*** Provided records ***

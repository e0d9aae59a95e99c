//! File-backed marketplace storage
//!
//! Hotels and bookings live in one JSON document guarded by one RwLock, so
//! cascade deletion and the check-then-act booking sequence are atomic with
//! respect to every other marketplace operation.

use std::collections::HashMap;
use std::path::{Path, PathBuf};
use std::sync::Arc;

use async_trait::async_trait;
use chrono::Utc;
use serde::{Deserialize, Serialize};
use tokio::sync::RwLock;
use uuid::Uuid;

use crate::booking::{
    available_count, hotel_availability, quote, Booking, BookingRequest, BookingStatus, PriceQuote,
    RoomAvailability, StayRange,
};
use crate::hotel::Hotel;
use crate::user::Actor;
use crate::{Error, Result};

use super::repository::MarketplaceRepository;

#[derive(Debug, Default)]
struct MarketState {
    hotels: HashMap<Uuid, Hotel>,
    bookings: HashMap<Uuid, Booking>,
}

/// On-disk form of the marketplace: the two collections as flat arrays.
#[derive(Debug, Default, Serialize, Deserialize)]
#[serde(rename_all = "camelCase")]
struct StoredMarketState {
    registered_hotels: Vec<Hotel>,
    hotel_bookings: Vec<Booking>,
}

impl From<StoredMarketState> for MarketState {
    fn from(value: StoredMarketState) -> Self {
        Self {
            hotels: value
                .registered_hotels
                .into_iter()
                .map(|item| (item.id, item))
                .collect(),
            bookings: value
                .hotel_bookings
                .into_iter()
                .map(|item| (item.id, item))
                .collect(),
        }
    }
}

impl From<&MarketState> for StoredMarketState {
    fn from(value: &MarketState) -> Self {
        Self {
            registered_hotels: value.hotels.values().cloned().collect(),
            hotel_bookings: value.bookings.values().cloned().collect(),
        }
    }
}

/// Thread-safe marketplace store with file persistence
pub struct FileMarketStore {
    state: Arc<RwLock<MarketState>>,
    file_path: PathBuf,
}

impl FileMarketStore {
    /// Create a new FileMarketStore backed by the given file.
    ///
    /// A missing file starts an empty marketplace. An unreadable file also
    /// starts empty, with a logged warning, so one corrupt write does not
    /// brick the whole application.
    pub async fn new(path: impl Into<PathBuf>) -> Result<Self> {
        let path = path.into();
        let state = load_state(&path).await?;
        Ok(Self {
            state: Arc::new(RwLock::new(state)),
            file_path: path,
        })
    }
}

#[async_trait]
impl MarketplaceRepository for FileMarketStore {
    async fn list_hotels(&self) -> Result<Vec<Hotel>> {
        let state = self.state.read().await;
        let mut hotels: Vec<Hotel> = state.hotels.values().cloned().collect();
        hotels.sort_by(|a, b| a.name.cmp(&b.name));
        Ok(hotels)
    }

    async fn get_hotel(&self, id: Uuid) -> Result<Option<Hotel>> {
        let state = self.state.read().await;
        Ok(state.hotels.get(&id).cloned())
    }

    async fn upsert_hotel(&self, actor: &Actor, mut hotel: Hotel) -> Result<Hotel> {
        if !actor.role.can_list_hotels() {
            return Err(Error::AuthorizationDenied(
                "Only property owners can manage listings".to_string(),
            ));
        }
        if hotel.owner_email.trim().is_empty() {
            hotel.owner_email = actor.email.clone();
        }
        if !actor.is_admin() && !hotel.is_owned_by(&actor.email) {
            return Err(Error::AuthorizationDenied(
                "A listing must belong to the account that creates it".to_string(),
            ));
        }
        hotel.validate()?;
        hotel.normalize();

        let mut state = self.state.write().await;
        if let Some(existing) = state.hotels.get(&hotel.id) {
            if !actor.is_admin() && !existing.is_owned_by(&actor.email) {
                return Err(Error::AuthorizationDenied(
                    "Only the listing's owner or an admin can edit it".to_string(),
                ));
            }
        }
        state.hotels.insert(hotel.id, hotel.clone());
        persist_state(&self.file_path, &state).await?;
        Ok(hotel)
    }

    async fn delete_hotel(&self, actor: &Actor, id: Uuid) -> Result<bool> {
        if !actor.is_admin() {
            return Err(Error::AuthorizationDenied(
                "Only an admin can delete listings".to_string(),
            ));
        }

        let mut state = self.state.write().await;
        let removed = state.hotels.remove(&id).is_some();
        if removed {
            // Cascade: bookings referencing the hotel go with it
            state.bookings.retain(|_, booking| booking.hotel_id != id);
            persist_state(&self.file_path, &state).await?;
        }
        Ok(removed)
    }

    async fn list_bookings(&self, actor: &Actor) -> Result<Vec<Booking>> {
        if !actor.is_admin() {
            return Err(Error::AuthorizationDenied(
                "Only an admin can list every booking".to_string(),
            ));
        }
        let state = self.state.read().await;
        let mut bookings: Vec<Booking> = state.bookings.values().cloned().collect();
        bookings.sort_by(|a, b| b.booked_at.cmp(&a.booked_at));
        Ok(bookings)
    }

    async fn list_bookings_for_hotel(&self, actor: &Actor, hotel_id: Uuid) -> Result<Vec<Booking>> {
        let state = self.state.read().await;
        let hotel = state
            .hotels
            .get(&hotel_id)
            .ok_or_else(|| Error::HotelNotFound(hotel_id.to_string()))?;
        if !actor.is_admin() && !hotel.is_owned_by(&actor.email) {
            return Err(Error::AuthorizationDenied(
                "Only the hotel's owner or an admin can view its bookings".to_string(),
            ));
        }
        let mut bookings: Vec<Booking> = state
            .bookings
            .values()
            .filter(|b| b.hotel_id == hotel_id)
            .cloned()
            .collect();
        bookings.sort_by(|a, b| b.booked_at.cmp(&a.booked_at));
        Ok(bookings)
    }

    async fn list_bookings_for_owner(&self, owner_email: &str) -> Result<Vec<Booking>> {
        let state = self.state.read().await;
        let mut bookings: Vec<Booking> = state
            .bookings
            .values()
            .filter(|b| b.hotel_owner_email.eq_ignore_ascii_case(owner_email))
            .cloned()
            .collect();
        bookings.sort_by(|a, b| b.booked_at.cmp(&a.booked_at));
        Ok(bookings)
    }

    async fn list_bookings_for_guest(&self, guest_email: &str) -> Result<Vec<Booking>> {
        let state = self.state.read().await;
        let mut bookings: Vec<Booking> = state
            .bookings
            .values()
            .filter(|b| b.guest_email.eq_ignore_ascii_case(guest_email))
            .cloned()
            .collect();
        bookings.sort_by(|a, b| b.booked_at.cmp(&a.booked_at));
        Ok(bookings)
    }

    async fn get_booking(&self, id: Uuid) -> Result<Option<Booking>> {
        let state = self.state.read().await;
        Ok(state.bookings.get(&id).cloned())
    }

    async fn create_booking(&self, actor: &Actor, request: BookingRequest) -> Result<Booking> {
        if !actor.role.can_book() {
            return Err(Error::AuthorizationDenied(
                "Only guest accounts can place bookings".to_string(),
            ));
        }

        // Everything from the availability check to the insert runs under
        // this write lock; a racing request cannot invalidate the count.
        let mut state = self.state.write().await;

        if let Some(id) = request.booking_id {
            // Idempotent retry: an id we already accepted returns the
            // stored booking instead of reserving a second unit.
            if let Some(existing) = state.bookings.get(&id) {
                return Ok(existing.clone());
            }
        }

        let hotel = state
            .hotels
            .get(&request.hotel_id)
            .ok_or_else(|| Error::HotelNotFound(request.hotel_id.to_string()))?;
        let room = hotel
            .room_type(request.room_id)
            .ok_or_else(|| Error::RoomNotFound(request.room_id.to_string()))?;

        request.stay.validate()?;
        if request.guests < 1 || request.guests > room.max_guests {
            return Err(Error::GuestCountExceeded {
                requested: request.guests,
                max_guests: room.max_guests,
            });
        }

        let hotel_bookings: Vec<Booking> = state
            .bookings
            .values()
            .filter(|b| b.hotel_id == request.hotel_id)
            .cloned()
            .collect();
        if available_count(room, &request.stay, &hotel_bookings) == 0 {
            return Err(Error::RoomUnavailable {
                room: room.name.clone(),
            });
        }

        let price = quote(room, &request.stay);
        let booking = Booking {
            id: request.booking_id.unwrap_or_else(Uuid::new_v4),
            hotel_id: hotel.id,
            hotel_name: hotel.name.clone(),
            hotel_owner_email: hotel.owner_email.clone(),
            room_id: room.id,
            room_name: room.name.clone(),
            check_in: request.stay.check_in,
            check_out: request.stay.check_out,
            guests: request.guests,
            total_price: price.total,
            guest_name: request.guest.name,
            guest_email: request.guest.email,
            guest_phone: request.guest.phone,
            booked_at: Utc::now(),
            status: BookingStatus::Pending,
            receipt_id: None,
        };
        state.bookings.insert(booking.id, booking.clone());
        persist_state(&self.file_path, &state).await?;
        Ok(booking)
    }

    async fn update_booking_status(
        &self,
        actor: &Actor,
        booking_id: Uuid,
        status: BookingStatus,
        receipt_id: Option<Uuid>,
    ) -> Result<Booking> {
        let mut state = self.state.write().await;
        let booking = state
            .bookings
            .get_mut(&booking_id)
            .ok_or_else(|| Error::BookingNotFound(booking_id.to_string()))?;

        if !actor.is_admin() && !booking.hotel_owner_email.eq_ignore_ascii_case(&actor.email) {
            return Err(Error::AuthorizationDenied(
                "Only the hotel's owner or an admin can update a booking".to_string(),
            ));
        }
        if !booking.status.can_transition_to(status) {
            return Err(Error::InvalidTransition {
                from: booking.status,
                to: status,
            });
        }

        booking.status = status;
        if status == BookingStatus::Confirmed {
            booking.receipt_id = receipt_id;
        }
        let updated = booking.clone();
        persist_state(&self.file_path, &state).await?;
        Ok(updated)
    }

    async fn room_availability(
        &self,
        hotel_id: Uuid,
        stay: StayRange,
    ) -> Result<Vec<RoomAvailability>> {
        let state = self.state.read().await;
        let hotel = state
            .hotels
            .get(&hotel_id)
            .ok_or_else(|| Error::HotelNotFound(hotel_id.to_string()))?;
        let hotel_bookings: Vec<Booking> = state
            .bookings
            .values()
            .filter(|b| b.hotel_id == hotel_id)
            .cloned()
            .collect();
        Ok(hotel_availability(hotel, &stay, &hotel_bookings))
    }

    async fn quote(&self, hotel_id: Uuid, room_id: Uuid, stay: StayRange) -> Result<PriceQuote> {
        let state = self.state.read().await;
        let hotel = state
            .hotels
            .get(&hotel_id)
            .ok_or_else(|| Error::HotelNotFound(hotel_id.to_string()))?;
        let room = hotel
            .room_type(room_id)
            .ok_or_else(|| Error::RoomNotFound(room_id.to_string()))?;
        Ok(quote(room, &stay))
    }

    async fn confirmed_revenue(&self, owner_email: &str) -> Result<f64> {
        let state = self.state.read().await;
        Ok(state
            .bookings
            .values()
            .filter(|b| {
                b.status == BookingStatus::Confirmed
                    && b.hotel_owner_email.eq_ignore_ascii_case(owner_email)
            })
            .map(|b| b.total_price)
            .sum())
    }
}

async fn load_state(path: &Path) -> Result<MarketState> {
    if !path.exists() {
        return Ok(MarketState::default());
    }
    let content = tokio::fs::read_to_string(path).await?;
    if content.trim().is_empty() {
        return Ok(MarketState::default());
    }
    match serde_json::from_str::<StoredMarketState>(&content) {
        Ok(stored) => Ok(stored.into()),
        Err(err) => {
            tracing::warn!(
                "Unreadable marketplace state at {:?}, starting empty: {}",
                path,
                err
            );
            Ok(MarketState::default())
        }
    }
}

async fn persist_state(path: &Path, state: &MarketState) -> Result<()> {
    let content = serde_json::to_string_pretty(&StoredMarketState::from(state))?;

    // Ensure parent directory exists
    if let Some(parent) = path.parent() {
        tokio::fs::create_dir_all(parent).await?;
    }

    tokio::fs::write(path, content).await?;
    Ok(())
}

*** End of Provided records ***

Task to complete =
Look back at the entries above. Retype the line with "other marketplace operation.", the line with "use uuid::Uuid;", and all lines in between.

Task solution =
//! respect to every other marketplace operation.

use std::collections::HashMap;
use std::path::{Path, PathBuf};
use std::sync::Arc;

use async_trait::async_trait;
use chrono::Utc;
use serde::{Deserialize, Serialize};
use tokio::sync::RwLock;
use uuid::Uuid;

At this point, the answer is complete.